Members of the roughly 30-person audience seemed unhappy about the decision.

“I think you should just reject the project and let them go somewhere else .... say you don’t want it in our township, period, and get lost,” said audience member Richard Karp “Cancel the project, deny it, don’t approve it, throw it out.”

Since Werner’s plans changed, Palmer planners twice tabled a decision on the proposal for a facility that would be used to train drivers and for routine truck maintenance, which township officials say requires conditional use approval.

Werner’s plans for the roughly 50-acre property at 1470 Tatamy Road include a 67,000 square-foot, two-story building where it would train company drivers with commercial licenses and do routine maintenance on vehicles. Drivers could shower in the facility but would have to sleep in their trucks, not in the building. There also would be enough parking for about 200 trucks and employees’ cars.

Driver training would be done on simulators or in classrooms.

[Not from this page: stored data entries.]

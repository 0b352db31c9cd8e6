// SPDX-License-Identifier: MIT
// Copyright (c) 2026 Alfred Jean LLC

//! Offline action queue and sync engine.
//!
//! Captures mutations while the device is offline, persists them, and
//! replays them against a remote service once connectivity returns.
//!
//! # Architecture
//!
//! ```text
//! ┌─────────────┐     ┌─────────────────┐     ┌─────────────┐
//! │  Producer   │────►│   ActionQueue   │────►│ ActionStore │
//! │ (enqueue)   │     │ (in-memory copy)│     │  (durable)  │
//! └─────────────┘     └────────┬────────┘     └─────────────┘
//!                              │ QueueEvent
//!                              ▼
//! ┌─────────────┐     ┌─────────────────┐     ┌─────────────┐
//! │  Network    │────►│ SyncCoordinator │────►│  Transport  │
//! │  Observer   │     │   (drains)      │     │   (trait)   │
//! └─────────────┘     └─────────────────┘     └─────────────┘
//! ```
//!
//! # Features
//!
//! - Durable queue: every mutation is persisted before it is acknowledged
//! - Edge-triggered connectivity observer with an optional TCP probe
//! - At most one drain at a time; triggers arriving mid-drain coalesce into
//!   a single follow-up
//! - A failing action never blocks the actions behind it
//! - Per-submission timeout and exponential backoff keyed on attempts
//! - Injectable transport trait for testing

mod coordinator;
mod network;
mod queue;
mod transport;

pub use coordinator::{
    Backoff, DrainReport, DrainTrigger, SyncConfig, SyncCoordinator, SyncError, SyncResult,
};
pub use network::{
    probe_once, spawn_probe, NetworkMonitor, NetworkObserver, ProbeConfig, Subscription,
    Transition,
};
pub use queue::{ActionQueue, QueueEvent};
pub use transport::{
    KindDispatcher, SubmitFuture, Transport, TransportError, TransportResult, WebSocketTransport,
};

#[cfg(test)]
pub(crate) mod test_helpers;
// SPDX-License-Identifier: MIT
// Copyright (c) 2026 Alfred Jean LLC

//! Shared test helpers for sync module tests.

#![allow(clippy::unwrap_used)]

use std::collections::{HashSet, VecDeque};
use std::sync::atomic::{AtomicUsize, Ordering};
use std::sync::{Arc, Mutex};
use std::time::Duration;

use offq_core::{ActionId, ActionKind, MemoryStore, PendingAction};
use serde_json::{json, Value};
use tokio::sync::watch;

use super::queue::ActionQueue;
use super::transport::{SubmitFuture, Transport, TransportError};

/// A report payload like the ones the field app captures.
pub fn report_payload(n: u32) -> Value {
    json!({
        "latitude": "14.5995",
        "longitude": "120.9842",
        "garbage_type": "mixed",
        "description": format!("report {n}"),
    })
}

/// Queue over a fresh in-memory store. The store handle shares contents with
/// the queue's copy.
pub fn memory_queue() -> (Arc<ActionQueue>, MemoryStore) {
    let store = MemoryStore::new();
    let queue = ActionQueue::open(store.clone(), 1).unwrap();
    (Arc::new(queue), store)
}

/// Enqueues `n` reports and returns their ids in order.
pub fn enqueue_reports(queue: &ActionQueue, n: u32) -> Vec<ActionId> {
    (0..n)
        .map(|i| queue.enqueue(ActionKind::SubmitReport, report_payload(i)).unwrap().id)
        .collect()
}

/// Scripted answer for one call to [`MockTransport::submit`].
#[derive(Debug, Clone)]
pub enum MockReply {
    Accept,
    Reject(String),
    /// Never answers.
    Hang,
}

type Hook = Box<dyn Fn(&PendingAction) + Send + Sync>;

/// Transport double that records submissions.
///
/// Answers come from the script in call order, then default to accept.
/// Ids registered with [`MockTransport::fail_id`] are always rejected.
pub struct MockTransport {
    script: Mutex<VecDeque<MockReply>>,
    failing: Mutex<HashSet<ActionId>>,
    submitted: Mutex<Vec<PendingAction>>,
    in_flight: AtomicUsize,
    max_in_flight: AtomicUsize,
    delay: Mutex<Duration>,
    gate: watch::Sender<bool>,
    on_submit: Mutex<Option<Hook>>,
}

impl MockTransport {
    pub fn new() -> Self {
        let (gate, _) = watch::channel(true);
        MockTransport {
            script: Mutex::new(VecDeque::new()),
            failing: Mutex::new(HashSet::new()),
            submitted: Mutex::new(Vec::new()),
            in_flight: AtomicUsize::new(0),
            max_in_flight: AtomicUsize::new(0),
            delay: Mutex::new(Duration::ZERO),
            gate,
            on_submit: Mutex::new(None),
        }
    }

    pub fn script(&self, replies: impl IntoIterator<Item = MockReply>) {
        self.script.lock().unwrap().extend(replies);
    }

    pub fn fail_id(&self, id: ActionId) {
        self.failing.lock().unwrap().insert(id);
    }

    pub fn set_delay(&self, delay: Duration) {
        *self.delay.lock().unwrap() = delay;
    }

    /// Submissions wait until [`MockTransport::open`] is called.
    pub fn close(&self) {
        self.gate.send_replace(false);
    }

    pub fn open(&self) {
        self.gate.send_replace(true);
    }

    /// Runs `hook` at the start of every submission.
    pub fn on_submit(&self, hook: impl Fn(&PendingAction) + Send + Sync + 'static) {
        *self.on_submit.lock().unwrap() = Some(Box::new(hook));
    }

    pub fn submitted(&self) -> Vec<PendingAction> {
        self.submitted.lock().unwrap().clone()
    }

    pub fn submitted_ids(&self) -> Vec<ActionId> {
        self.submitted().iter().map(|a| a.id).collect()
    }

    pub fn calls(&self) -> usize {
        self.submitted.lock().unwrap().len()
    }

    /// Highest number of submissions observed running at once.
    pub fn max_in_flight(&self) -> usize {
        self.max_in_flight.load(Ordering::SeqCst)
    }

    fn next_reply(&self, id: ActionId) -> MockReply {
        let scripted = self.script.lock().unwrap().pop_front();
        if self.failing.lock().unwrap().contains(&id) {
            return MockReply::Reject(format!("{id} always fails"));
        }
        scripted.unwrap_or(MockReply::Accept)
    }
}

impl Transport for MockTransport {
    fn submit<'a>(&'a self, action: &'a PendingAction) -> SubmitFuture<'a> {
        Box::pin(async move {
            if let Some(hook) = self.on_submit.lock().unwrap().as_ref() {
                hook(action);
            }
            self.submitted.lock().unwrap().push(action.clone());
            let reply = self.next_reply(action.id);

            let running = self.in_flight.fetch_add(1, Ordering::SeqCst) + 1;
            self.max_in_flight.fetch_max(running, Ordering::SeqCst);

            let mut gate = self.gate.subscribe();
            let _ = gate.wait_for(|open| *open).await;

            let delay = *self.delay.lock().unwrap();
            if !delay.is_zero() {
                tokio::time::sleep(delay).await;
            }

            let result = match reply {
                MockReply::Accept => Ok(()),
                MockReply::Reject(reason) => Err(TransportError::Rejected(reason)),
                MockReply::Hang => std::future::pending().await,
            };

            self.in_flight.fetch_sub(1, Ordering::SeqCst);
            result
        })
    }
}
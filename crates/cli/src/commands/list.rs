// SPDX-License-Identifier: MIT
// Copyright (c) 2026 Alfred Jean LLC

use chrono::{DateTime, Duration, Utc};
use offq_core::PendingAction;
use serde::Serialize;

use crate::cli::OutputFormat;
use crate::error::Result;

use super::State;

/// JSON output structure for the list command.
#[derive(Serialize)]
struct ListOutputJson<'a> {
    count: usize,
    actions: &'a [PendingAction],
}

pub fn run(state: &State, output: OutputFormat) -> Result<()> {
    let queue = state.open_queue()?;
    let actions = queue.list();

    match output {
        OutputFormat::Text => {
            if actions.is_empty() {
                println!("Queue is empty.");
                return Ok(());
            }
            for line in format_lines(&actions, Utc::now()) {
                println!("{}", line);
            }
        }
        OutputFormat::Json => {
            let out = ListOutputJson { count: actions.len(), actions: &actions };
            println!("{}", serde_json::to_string_pretty(&out)?);
        }
    }
    Ok(())
}

/// One line per action: id, kind, status, attempts, age, then the last error.
pub(crate) fn format_lines(actions: &[PendingAction], now: DateTime<Utc>) -> Vec<String> {
    actions
        .iter()
        .map(|action| {
            let mut line = format!(
                "{}  {:<14}  {:<7}  {:>2}  {:>4}",
                action.id,
                action.kind.as_str(),
                action.status.as_str(),
                action.attempts,
                format_age(action.age(now)),
            );
            if let Some(error) = &action.last_error {
                line.push_str("  ");
                line.push_str(error);
            }
            line
        })
        .collect()
}

/// Compact age such as `45s`, `12m`, `3h` or `2d`.
pub(crate) fn format_age(age: Duration) -> String {
    let secs = age.num_seconds().max(0);
    match secs {
        s if s < 60 => format!("{}s", s),
        s if s < 3_600 => format!("{}m", s / 60),
        s if s < 86_400 => format!("{}h", s / 3_600),
        s => format!("{}d", s / 86_400),
    }
}

#[cfg(test)]
#[path = "list_tests.rs"]
mod tests;
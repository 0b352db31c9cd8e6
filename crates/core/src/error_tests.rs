// SPDX-License-Identifier: MIT
// Copyright (c) 2026 Alfred Jean LLC

#![allow(clippy::unwrap_used)]

use super::*;
use yare::parameterized;

#[parameterized(
    not_found = { Error::ActionNotFound("1-0-1".into()), "1-0-1" },
    invalid_kind = { Error::InvalidKind("DELETE_ALL".into()), "SUBMIT_REPORT" },
    invalid_status = { Error::InvalidStatus("done".into()), "pending, syncing, failed" },
    corrupt = { Error::StoreCorrupt { line: 3, reason: "eof".into() }, "line 3" },
)]
fn error_display_contains(err: Error, expected: &str) {
    assert!(err.to_string().contains(expected));
}

#[test]
fn error_invalid_transition_display() {
    let err = Error::InvalidTransition {
        from: "pending".into(),
        to: "failed".into(),
        valid_targets: "syncing".into(),
    };
    let msg = err.to_string();
    assert!(msg.contains("pending"));
    assert!(msg.contains("failed"));
    assert!(msg.contains("syncing"));
}

#[test]
fn only_not_found_is_benign() {
    assert!(Error::ActionNotFound("x".into()).is_not_found());
    assert!(!Error::InvalidId("x".into()).is_not_found());
}

#[test]
fn error_from_io() {
    let io_err = std::io::Error::new(std::io::ErrorKind::PermissionDenied, "denied");
    let err: Error = io_err.into();
    assert!(matches!(err, Error::Io(_)));
}

#[test]
fn error_from_json() {
    let json_err = serde_json::from_str::<()>("invalid").unwrap_err();
    let err: Error = json_err.into();
    assert!(matches!(err, Error::Json(_)));
}
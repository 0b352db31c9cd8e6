// SPDX-License-Identifier: MIT
// Copyright (c) 2026 Alfred Jean LLC

use crate::error::Result;

use super::State;

/// Prints the effective configuration, defaults included.
pub fn run(state: &State) -> Result<()> {
    println!("# {}", state.dir.join("config.toml").display());
    print!("{}", state.config.to_toml()?);
    Ok(())
}
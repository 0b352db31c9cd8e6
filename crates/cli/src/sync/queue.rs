// SPDX-License-Identifier: MIT
// Copyright (c) 2026 Alfred Jean LLC

//! In-memory action queue mirrored to a durable store.
//!
//! Every mutation is applied to a copy of the queue, the copy is persisted as
//! a whole, and only then does it replace the in-memory state. A failed
//! persist therefore leaves both the store and the queue as they were.

use std::sync::{Mutex, MutexGuard};

use chrono::Utc;
use offq_core::{
    ActionId, ActionKind, ActionStatus, ActionStore, Error, IdClock, PendingAction, Result,
};
use serde_json::Value;
use tokio::sync::broadcast;

/// Reason recorded on actions that were in flight when the process died.
const INTERRUPTED: &str = "interrupted: process exited during submission";

/// Buffered queue events per subscriber before it starts lagging.
const EVENT_CAPACITY: usize = 64;

/// Change notifications for UI badges and the sync coordinator.
#[derive(Debug, Clone, Copy, PartialEq, Eq)]
pub enum QueueEvent {
    Enqueued(ActionId),
    /// Status or attempt count changed.
    Updated(ActionId),
    Removed(ActionId),
    Cleared,
}

struct QueueInner {
    actions: Vec<PendingAction>,
    store: Box<dyn ActionStore>,
    /// Highest id known to have left the store.
    high_water: Option<ActionId>,
}

impl QueueInner {
    /// Persists `id` as the high-water mark before it leaves the store, so a
    /// later process never reissues it.
    fn raise_high_water(&mut self, id: ActionId) -> Result<()> {
        if self.high_water.is_some_and(|mark| mark >= id) {
            return Ok(());
        }
        self.store.persist_high_water(&id)?;
        self.high_water = Some(id);
        Ok(())
    }
}

/// The authoritative list of pending work.
///
/// All mutations are serialized by an internal lock, so concurrent producers
/// may share the queue behind an `Arc`.
pub struct ActionQueue {
    inner: Mutex<QueueInner>,
    clock: IdClock,
    events: broadcast::Sender<QueueEvent>,
}

impl ActionQueue {
    /// Loads the queue from `store`.
    ///
    /// `node` distinguishes writers in generated ids. Fails if the store
    /// cannot be read; corrupt data is reported, never skipped.
    pub fn open(store: impl ActionStore + 'static, node: u32) -> Result<Self> {
        let mut store: Box<dyn ActionStore> = Box::new(store);
        let mut actions = store.load()?;
        let high_water = store.load_high_water()?;

        let clock = IdClock::new(node);
        if let Some(newest) = actions.iter().map(|a| a.id).chain(high_water).max() {
            clock.observe(&newest);
        }

        // Anything still marked syncing was in flight when the previous
        // process stopped; its outcome is unknown.
        let now = Utc::now();
        let mut recovered = 0;
        for action in actions.iter_mut().filter(|a| a.status == ActionStatus::Syncing) {
            action.record_failure(INTERRUPTED, now)?;
            recovered += 1;
        }
        if recovered > 0 {
            store.persist(&actions)?;
            tracing::warn!("recovered {} interrupted action(s) as failed", recovered);
        }

        tracing::debug!("opened action queue with {} action(s)", actions.len());

        let (events, _) = broadcast::channel(EVENT_CAPACITY);
        Ok(ActionQueue {
            inner: Mutex::new(QueueInner { actions, store, high_water }),
            clock,
            events,
        })
    }

    /// Captures a new action. Returns only after it has been persisted.
    pub fn enqueue(&self, kind: ActionKind, payload: Value) -> Result<PendingAction> {
        self.enqueue_as(kind, payload, None)
    }

    /// Captures a new action carrying the caller's opaque identity.
    pub fn enqueue_as(
        &self,
        kind: ActionKind,
        payload: Value,
        identity: Option<String>,
    ) -> Result<PendingAction> {
        let action = {
            let mut inner = self.lock();
            let action = PendingAction::new(self.clock.next_id(), kind, payload, Utc::now())
                .with_identity(identity);

            let mut next = inner.actions.clone();
            next.push(action.clone());
            inner.store.persist(&next)?;
            inner.actions = next;
            action
        };

        tracing::debug!(id = %action.id, kind = %action.kind, "enqueued action");
        self.notify(QueueEvent::Enqueued(action.id));
        Ok(action)
    }

    /// Snapshot of the queue in insertion order.
    pub fn list(&self) -> Vec<PendingAction> {
        self.lock().actions.clone()
    }

    pub fn count(&self) -> usize {
        self.lock().actions.len()
    }

    pub fn is_empty(&self) -> bool {
        self.count() == 0
    }

    pub fn get(&self, id: ActionId) -> Option<PendingAction> {
        self.lock().actions.iter().find(|a| a.id == id).cloned()
    }

    /// pending → syncing.
    pub fn mark_syncing(&self, id: ActionId) -> Result<PendingAction> {
        self.update(id, |action| action.transition(ActionStatus::Syncing))
    }

    /// syncing → failed, counting the attempt and keeping `reason`.
    pub fn mark_failed(&self, id: ActionId, reason: &str) -> Result<PendingAction> {
        self.update(id, |action| action.record_failure(reason, Utc::now()))
    }

    /// failed → pending, re-arming the action for another attempt.
    pub fn mark_pending(&self, id: ActionId) -> Result<PendingAction> {
        self.update(id, |action| action.transition(ActionStatus::Pending))
    }

    /// Removes a delivered action.
    ///
    /// Idempotent: returns `Ok(false)` without touching the store when the
    /// action is already gone.
    pub fn remove(&self, id: ActionId) -> Result<bool> {
        {
            let mut inner = self.lock();
            let Some(index) = inner.actions.iter().position(|a| a.id == id) else {
                return Ok(false);
            };

            inner.raise_high_water(id)?;
            let mut next = inner.actions.clone();
            next.remove(index);
            inner.store.persist(&next)?;
            inner.actions = next;
        }

        self.notify(QueueEvent::Removed(id));
        Ok(true)
    }

    /// Discards every action, in memory and in the store.
    pub fn clear(&self) -> Result<()> {
        let discarded = {
            let mut inner = self.lock();
            if let Some(newest) = inner.actions.iter().map(|a| a.id).max() {
                inner.raise_high_water(newest)?;
            }
            inner.store.clear()?;
            std::mem::take(&mut inner.actions).len()
        };

        tracing::info!("cleared {} action(s) from the queue", discarded);
        self.notify(QueueEvent::Cleared);
        Ok(())
    }

    /// Subscribes to queue change notifications.
    pub fn subscribe(&self) -> broadcast::Receiver<QueueEvent> {
        self.events.subscribe()
    }

    fn update(
        &self,
        id: ActionId,
        apply: impl FnOnce(&mut PendingAction) -> Result<()>,
    ) -> Result<PendingAction> {
        let updated = {
            let mut inner = self.lock();
            let index = inner
                .actions
                .iter()
                .position(|a| a.id == id)
                .ok_or_else(|| Error::ActionNotFound(id.to_string()))?;

            let mut next = inner.actions.clone();
            apply(&mut next[index])?;
            let updated = next[index].clone();
            inner.store.persist(&next)?;
            inner.actions = next;
            updated
        };

        self.notify(QueueEvent::Updated(id));
        Ok(updated)
    }

    fn notify(&self, event: QueueEvent) {
        // No subscribers is fine
        let _ = self.events.send(event);
    }

    fn lock(&self) -> MutexGuard<'_, QueueInner> {
        self.inner.lock().unwrap_or_else(|e| e.into_inner())
    }
}
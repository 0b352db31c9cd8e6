// SPDX-License-Identifier: MIT
// Copyright (c) 2026 Alfred Jean LLC

//! offq - capture actions offline, deliver them when the network returns.
//!
//! This crate provides the sync engine and the `offq` command line tool.
//!
//! # Main Components
//!
//! - [`sync::ActionQueue`] - durable FIFO of pending actions
//! - [`sync::NetworkMonitor`] - edge-triggered connectivity observer
//! - [`sync::SyncCoordinator`] - drains the queue through a [`sync::Transport`]
//! - [`Config`] - engine configuration (`<state>/config.toml`)
//! - [`Error`] - error types for all operations
//!
//! # Embedding
//!
//! ```rust,ignore
//! use std::sync::Arc;
//! use offq::sync::{ActionQueue, NetworkMonitor, SyncConfig, SyncCoordinator, WebSocketTransport};
//! use offq_core::{ActionKind, JsonlStore};
//!
//! let queue = Arc::new(ActionQueue::open(JsonlStore::open(dir)?, 1)?);
//! let monitor = NetworkMonitor::new(false);
//! let coordinator = Arc::new(SyncCoordinator::new(
//!     Arc::clone(&queue),
//!     Arc::new(WebSocketTransport::new("ws://localhost:7890")),
//!     monitor.observer(),
//!     SyncConfig::default(),
//! ));
//! let handle = coordinator.spawn(cancel.clone());
//!
//! queue.enqueue(ActionKind::SubmitReport, payload)?;
//! monitor.set_online(true); // drains
//! ```

mod cli;
mod commands;

pub mod config;
pub mod error;
pub mod sync;

pub use cli::{Cli, Command, OutputFormat};
pub use config::Config;
pub use error::{Error, Result};

use std::path::Path;

use commands::State;
use tracing_subscriber::EnvFilter;

/// Log file written by `offq sync` inside the state directory.
pub const SYNC_LOG_FILE_NAME: &str = "sync.log";

/// Execute a CLI command. This is the main entry point for library users
/// and provides a testable way to run commands without process execution.
pub fn run(cli: Cli) -> Result<()> {
    let state = State::open(cli.state_dir.as_deref())?;

    match cli.command {
        Command::Enqueue { kind, payload, identity, output } => {
            init_stderr_logging();
            commands::enqueue::run(&state, kind, &payload, identity, output)
        }
        Command::List { output } => {
            init_stderr_logging();
            commands::list::run(&state, output)
        }
        Command::Count => {
            init_stderr_logging();
            commands::count::run(&state)
        }
        Command::Clear { force } => {
            init_stderr_logging();
            commands::clear::run(&state, force)
        }
        Command::Retry { output } => {
            init_stderr_logging();
            commands::retry::run(&state, output)
        }
        Command::Sync => {
            init_file_logging(&state.dir.join(SYNC_LOG_FILE_NAME));
            commands::sync::run(&state)
        }
        Command::Config => commands::config::run(&state),
    }
}

/// One-shot commands only surface warnings.
fn init_stderr_logging() {
    let filter = EnvFilter::try_from_default_env().unwrap_or_else(|_| EnvFilter::new("warn"));
    let _ = tracing_subscriber::fmt()
        .with_env_filter(filter)
        .with_writer(std::io::stderr)
        .try_init();
}

fn init_file_logging(log_path: &Path) {
    let filter = EnvFilter::try_from_default_env().unwrap_or_else(|_| EnvFilter::new("info"));

    // Try to open log file, fall back to stderr
    let result = match std::fs::OpenOptions::new().create(true).append(true).open(log_path) {
        Ok(file) => tracing_subscriber::fmt()
            .with_env_filter(filter)
            .with_writer(file)
            .with_ansi(false)
            .try_init(),
        Err(_) => tracing_subscriber::fmt()
            .with_env_filter(filter)
            .with_writer(std::io::stderr)
            .try_init(),
    };
    // Already initialized by an embedding application
    let _ = result;
}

Prior to the commission’s vote, Werner and the township agreed that the company would rehabilitate or reconstruct roughly 2,000 feet of Newlins Mill Road, that any improvements along Newlins Mill and Tatamy roads would be deferred until other adjacent development occurs, and that Werner would make a cash contribution to a future traffic signal at the intersection of Van Buren and Hollo roads.

Werner expects 35 trucks in and out of the facility each day — the same amount of traffic the company’s Upper Macungie Township facility generates — but said that number could grow over several years. They estimated it could grow to 50 in five years.

Proposed Werner Facility

•Facility would be a 67,000 square-foot, two-story building where Werner would train company drivers with commercial licenses and do routine maintenance on their vehicles and offer amenities such as showers. Drivers couldn’t sleep in the building but could rest in their trucks in the parking lot.

•Parking lot would have spaces for nearly 200 trucks and employees’ cars. Werner officials expect 35 trucks in and out each day, with that amount climbing over several years.

•Vehicles would enter and exit on Newlins Mill Drive.